Reputation: 71
I have a series of text utterances in summary form (form of sentences). I am trying to perform clustering and group them with similarity in context (not in literal meaning) and report the clusters with the common group items. The below code is what I have written in python.
import os
import time
from sentence_transformers import SentenceTransformer, util
model = SentenceTransformer("all-MiniLM-L6-v2")
sentences = [
"My internet speed is very slow. There is no signal available from the router",
"Close the TV and Broadband subscription.
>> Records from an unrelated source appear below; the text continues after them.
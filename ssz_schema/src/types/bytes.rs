use crate::value::Value;
use crate::{Error, ErrorKind};
use ethereum_types::H256;
use ssz_merkle::{merkleize, mix_in_length, pack, BYTES_PER_CHUNK};

/// A byte string of exactly `length` bytes.
#[derive(Clone, Debug, PartialEq)]
pub struct ByteVectorType {
    length: usize,
}

impl ByteVectorType {
    pub(crate) fn new(length: usize) -> Result<Self, Error> {
        if length == 0 {
            return Err(ErrorKind::ZeroLength.into());
        }
        Ok(Self { length })
    }

    pub fn length(&self) -> usize {
        self.length
    }

    pub(crate) fn name(&self) -> String {
        format!("ByteVector[{}]", self.length)
    }

    pub(crate) fn default_value(&self) -> Value {
        Value::Bytes(vec![0; self.length])
    }

    pub(crate) fn is_variable_size(&self) -> bool {
        false
    }

    pub(crate) fn fixed_size(&self) -> usize {
        self.length
    }

    fn check<'a>(&self, value: &'a Value) -> Result<&'a [u8], Error> {
        let bytes = value.expect_bytes()?;
        if bytes.len() != self.length {
            return Err(ErrorKind::LengthMismatch {
                len: bytes.len(),
                expected: self.length,
            }
            .into());
        }
        Ok(bytes)
    }

    pub(crate) fn size(&self, value: &Value) -> Result<usize, Error> {
        self.check(value)?;
        Ok(self.length)
    }

    pub(crate) fn serialize_to(
        &self,
        value: &Value,
        buf: &mut [u8],
        start: usize,
    ) -> Result<(), Error> {
        let bytes = self.check(value)?;
        buf[start..start + self.length].copy_from_slice(bytes);
        Ok(())
    }

    pub(crate) fn deserialize_from(
        &self,
        bytes: &[u8],
        start: usize,
        end: usize,
    ) -> Result<Value, Error> {
        if end - start != self.length {
            return Err(ErrorKind::LengthMismatch {
                len: end - start,
                expected: self.length,
            }
            .into());
        }

        Ok(Value::Bytes(bytes[start..end].to_vec()))
    }

    pub(crate) fn hash_tree_root(&self, value: &Value) -> Result<H256, Error> {
        let bytes = self.check(value)?;
        let limit = (self.length + BYTES_PER_CHUNK - 1) / BYTES_PER_CHUNK;
        Ok(merkleize(&pack(bytes), limit))
    }
}

/// A byte string of up to `limit` bytes.
#[derive(Clone, Debug, PartialEq)]
pub struct ByteListType {
    limit: usize,
}

impl ByteListType {
    pub(crate) fn new(limit: usize) -> Result<Self, Error> {
        if limit == 0 {
            return Err(ErrorKind::ZeroLength.into());
        }
        Ok(Self { limit })
    }

    pub fn limit(&self) -> usize {
        self.limit
    }

    pub(crate) fn name(&self) -> String {
        format!("ByteList[{}]", self.limit)
    }

    pub(crate) fn default_value(&self) -> Value {
        Value::Bytes(vec![])
    }

    pub(crate) fn is_variable_size(&self) -> bool {
        true
    }

    pub(crate) fn fixed_size(&self) -> usize {
        0
    }

    fn check<'a>(&self, value: &'a Value) -> Result<&'a [u8], Error> {
        let bytes = value.expect_bytes()?;
        if bytes.len() > self.limit {
            return Err(ErrorKind::LengthExceedsLimit {
                len: bytes.len(),
                limit: self.limit,
            }
            .into());
        }
        Ok(bytes)
    }

    pub(crate) fn size(&self, value: &Value) -> Result<usize, Error> {
        Ok(self.check(value)?.len())
    }

    pub(crate) fn serialize_to(
        &self,
        value: &Value,
        buf: &mut [u8],
        start: usize,
    ) -> Result<(), Error> {
        let bytes = self.check(value)?;
        buf[start..start + bytes.len()].copy_from_slice(bytes);
        Ok(())
    }

    pub(crate) fn deserialize_from(
        &self,
        bytes: &[u8],
        start: usize,
        end: usize,
    ) -> Result<Value, Error> {
        if end - start > self.limit {
            return Err(ErrorKind::LengthExceedsLimit {
                len: end - start,
                limit: self.limit,
            }
            .into());
        }

        Ok(Value::Bytes(bytes[start..end].to_vec()))
    }

    pub(crate) fn hash_tree_root(&self, value: &Value) -> Result<H256, Error> {
        let bytes = self.check(value)?;
        let limit = (self.limit + BYTES_PER_CHUNK - 1) / BYTES_PER_CHUNK;
        let root = merkleize(&pack(bytes), limit);
        Ok(mix_in_length(root, bytes.len() as u64))
    }
}
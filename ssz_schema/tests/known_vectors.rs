//! Hand-checked wire and hash vectors for the consensus encoding.

use ethereum_types::H256;
use ssz_merkle::{hash_concat, merkleize, mix_in_length, pack, zero_hash};
use ssz_schema::{ssz_container, BitArray, ErrorKind, SszType, Value};

#[test]
fn test_uint16_wire_and_root() {
    let ty = SszType::uint16();
    let value = Value::Uint(0x0102);

    assert_eq!(ty.serialize(&value).unwrap(), vec![0x02, 0x01]);

    let mut expected_root = [0; 32];
    expected_root[0] = 0x02;
    expected_root[1] = 0x01;
    assert_eq!(ty.hash_tree_root(&value).unwrap(), H256::from(expected_root));
}

#[test]
fn test_byte_vector_root_is_padded_input() {
    let ty = SszType::byte_vector(4).unwrap();
    let value = Value::Bytes(vec![1, 0, 0, 0]);

    let bytes = ty.serialize(&value).unwrap();
    assert_eq!(ty.deserialize(&bytes).unwrap(), value);

    let mut expected_root = [0; 32];
    expected_root[0] = 1;
    assert_eq!(ty.hash_tree_root(&value).unwrap(), H256::from(expected_root));
}

#[test]
fn test_bit_list_single_byte_encoding() {
    // Data bits 0b101 pack to 0x05; the delimiter at position 3 turns
    // the single byte into 0x0d.
    let ty = SszType::bit_list(4).unwrap();
    let value = Value::Bits(BitArray::from_bools(&[true, false, true]));

    assert_eq!(ty.serialize(&value).unwrap(), vec![0x0d]);
}

#[test]
fn test_mixed_container_wire_layout() {
    let ty = ssz_container!(Mixed {
        a: SszType::uint16(),
        b: SszType::list(SszType::uint16(), 1024).unwrap(),
        c: SszType::uint8(),
    })
    .unwrap();
    let value = Value::Record(vec![
        Value::Uint(0xaabb),
        Value::Sequence(vec![Value::Uint(0x1111), Value::Uint(0x2222)]),
        Value::Uint(0x77),
    ]);

    assert_eq!(
        ty.serialize(&value).unwrap(),
        vec![0xbb, 0xaa, 0x07, 0x00, 0x00, 0x00, 0x77, 0x11, 0x11, 0x22, 0x22]
    );
    assert_eq!(ty.deserialize(&ty.serialize(&value).unwrap()).unwrap(), value);
}

#[test]
fn test_zero_limit_descriptors_rejected() {
    assert!(SszType::list(SszType::uint64(), 0).is_err());
    assert!(SszType::vector(SszType::uint64(), 0).is_err());
    assert!(SszType::bit_vector(0).is_err());
}

#[test]
fn test_bit_vector_nine_bits() {
    let ty = SszType::bit_vector(9).unwrap();
    let value = Value::Bits(BitArray::from_bools(&[true; 9]));

    assert_eq!(ty.serialize(&value).unwrap(), vec![0xff, 0x01]);
    assert_eq!(
        ty.deserialize(&[0xff, 0xff]).unwrap_err().kind(),
        &ErrorKind::ExtraneousBits
    );
}

#[test]
fn test_bit_list_delimiter_only() {
    // 0x20: no data bits set, delimiter at position 5.
    let ty = SszType::bit_list(5).unwrap();

    assert_eq!(
        ty.deserialize(&[0x20]).unwrap(),
        Value::Bits(BitArray::with_len(5))
    );
    assert_eq!(
        ty.deserialize(&[0x00]).unwrap_err().kind(),
        &ErrorKind::InvalidBitList
    );
}

#[test]
fn test_equal_container_offsets_rejected() {
    let ty = ssz_container!(TwoLists {
        a: SszType::byte_list(8).unwrap(),
        b: SszType::byte_list(8).unwrap(),
    })
    .unwrap();

    assert_eq!(
        ty.deserialize(&[8, 0, 0, 0, 8, 0, 0, 0, 1]).unwrap_err().kind(),
        &ErrorKind::InvalidOffset { offset: 8 }
    );
}

#[test]
fn test_hash_stability_across_construction_paths() {
    let ty = SszType::bit_list(16).unwrap();

    let via_bools = Value::Bits(BitArray::from_bools(&[true, true, false, true]));
    let via_packed = Value::Bits(BitArray::from_packed(vec![0b0000_1011], 4).unwrap());

    assert_eq!(via_bools, via_packed);
    assert_eq!(
        ty.hash_tree_root(&via_bools).unwrap(),
        ty.hash_tree_root(&via_packed).unwrap()
    );
}

// The chunk tree of a four-chunk byte vector, spelled out by hand.
#[test]
fn test_multi_chunk_byte_vector_root() {
    let ty = SszType::byte_vector(100).unwrap();
    let value = Value::Bytes(vec![0xab; 100]);

    let chunks = pack(&[0xab; 100]);
    assert_eq!(chunks.len(), 4);
    let expected = hash_concat(
        hash_concat(chunks[0], chunks[1]),
        hash_concat(chunks[2], chunks[3]),
    );
    assert_eq!(ty.hash_tree_root(&value).unwrap(), expected);
}

// Empty list roots are pure zero subtrees plus the length chunk.
#[test]
fn test_empty_list_root() {
    let ty = SszType::list(SszType::uint64(), 1024).unwrap();
    let root = ty.hash_tree_root(&Value::Sequence(vec![])).unwrap();

    // 1024 u64 values occupy 256 chunks, an eight-level tree.
    assert_eq!(root, mix_in_length(zero_hash(8), 0));
    assert_eq!(root, mix_in_length(merkleize(&[], 256), 0));
}
use crate::value::Value;
use crate::{Error, ErrorKind};
use ethereum_types::H256;

/// The one-byte SSZ boolean.
#[derive(Clone, Copy, Debug, PartialEq)]
pub struct BoolType;

impl BoolType {
    pub(crate) fn name(&self) -> String {
        "bool".to_string()
    }

    pub(crate) fn default_value(&self) -> Value {
        Value::Bool(false)
    }

    pub(crate) fn is_variable_size(&self) -> bool {
        false
    }

    pub(crate) fn fixed_size(&self) -> usize {
        1
    }

    pub(crate) fn size(&self, value: &Value) -> Result<usize, Error> {
        value.expect_bool()?;
        Ok(1)
    }

    pub(crate) fn serialize_to(
        &self,
        value: &Value,
        buf: &mut [u8],
        start: usize,
    ) -> Result<(), Error> {
        buf[start] = value.expect_bool()? as u8;
        Ok(())
    }

    pub(crate) fn deserialize_from(
        &self,
        bytes: &[u8],
        start: usize,
        end: usize,
    ) -> Result<Value, Error> {
        if end - start != 1 {
            return Err(ErrorKind::LengthMismatch {
                len: end - start,
                expected: 1,
            }
            .into());
        }

        match bytes[start] {
            0 => Ok(Value::Bool(false)),
            1 => Ok(Value::Bool(true)),
            byte => Err(ErrorKind::InvalidBool { byte }.into()),
        }
    }

    pub(crate) fn hash_tree_root(&self, value: &Value) -> Result<H256, Error> {
        let mut chunk = H256::zero();
        self.serialize_to(value, chunk.as_bytes_mut(), 0)?;
        Ok(chunk)
    }
}

/// A little-endian unsigned integer of 8, 16, 32 or 64 bits.
#[derive(Clone, Copy, Debug, PartialEq)]
pub struct UintType {
    pub(crate) bits: usize,
}

impl UintType {
    pub(crate) fn new(bits: usize) -> Result<Self, Error> {
        match bits {
            8 | 16 | 32 | 64 => Ok(Self { bits }),
            _ => Err(ErrorKind::UnsupportedWidth { bits }.into()),
        }
    }

    /// The largest value the declared width can hold.
    pub fn max(&self) -> u64 {
        if self.bits == 64 {
            u64::max_value()
        } else {
            (1 << self.bits) - 1
        }
    }

    fn width(&self) -> usize {
        self.bits / 8
    }

    pub(crate) fn name(&self) -> String {
        format!("uint{}", self.bits)
    }

    pub(crate) fn default_value(&self) -> Value {
        Value::Uint(0)
    }

    pub(crate) fn is_variable_size(&self) -> bool {
        false
    }

    pub(crate) fn fixed_size(&self) -> usize {
        self.width()
    }

    pub(crate) fn size(&self, value: &Value) -> Result<usize, Error> {
        value.expect_uint()?;
        Ok(self.width())
    }

    pub(crate) fn serialize_to(
        &self,
        value: &Value,
        buf: &mut [u8],
        start: usize,
    ) -> Result<(), Error> {
        let value = value.expect_uint()?;
        if value > self.max() {
            return Err(ErrorKind::OutOfRange {
                value,
                max: self.max(),
            }
            .into());
        }

        let width = self.width();
        buf[start..start + width].copy_from_slice(&value.to_le_bytes()[..width]);
        Ok(())
    }

    pub(crate) fn deserialize_from(
        &self,
        bytes: &[u8],
        start: usize,
        end: usize,
    ) -> Result<Value, Error> {
        let width = self.width();
        if end - start != width {
            return Err(ErrorKind::LengthMismatch {
                len: end - start,
                expected: width,
            }
            .into());
        }

        let mut raw = [0; 8];
        raw[..width].copy_from_slice(&bytes[start..end]);
        Ok(Value::Uint(u64::from_le_bytes(raw)))
    }

    pub(crate) fn hash_tree_root(&self, value: &Value) -> Result<H256, Error> {
        let mut chunk = H256::zero();
        self.serialize_to(value, chunk.as_bytes_mut(), 0)?;
        Ok(chunk)
    }
}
I want to move to another plan",
"Broadband is not up to the mark. I could not work with the current speed that is offered",
"My Bills for the current month have shot up by 200%. Can you take just 50% of it for the current month and credit the remaining as backlog for next month.",
"I am not happy with the service. Please deactivate my subscription and I don't need the services anymore",
"I wanted to make the bill payment, but my card is not accepted for payment through your portal. Please resolve",
"Why is my Bill showing up extra charges of 48$ this month. I never purchased anything additional",
"I have already made the payment for the previous month. Why is that showing up as arrears this month",
"John is the most loyal professional footballer ever",
"This is the most amazing place that I have ever visited!"
]
# Embeddings using Sentence Transformers - all-MiniLM-L6-v2
embeddings = model.encode(sentences, show_progress_bar=True, convert_to_tensor=True)
# Clustering process
print("Start clustering")
start_time = time.time()
# Two parameters to tune:
# min_cluster_size: Only consider cluster that have at least n elements
# threshold: Consider sentence pairs with a cosine-similarity larger than threshold as similar
clusters = util.community_detection(embeddings, min_community_size=1, threshold=0.43)
print(f"Clustering done after {time.time() - start_time:.2f} sec")
# Print for all clusters the top n and bottom n elements
for i, cluster in enumerate(clusters):
print(f"\nCluster {i + 1}, #{len(cluster)} Elements ")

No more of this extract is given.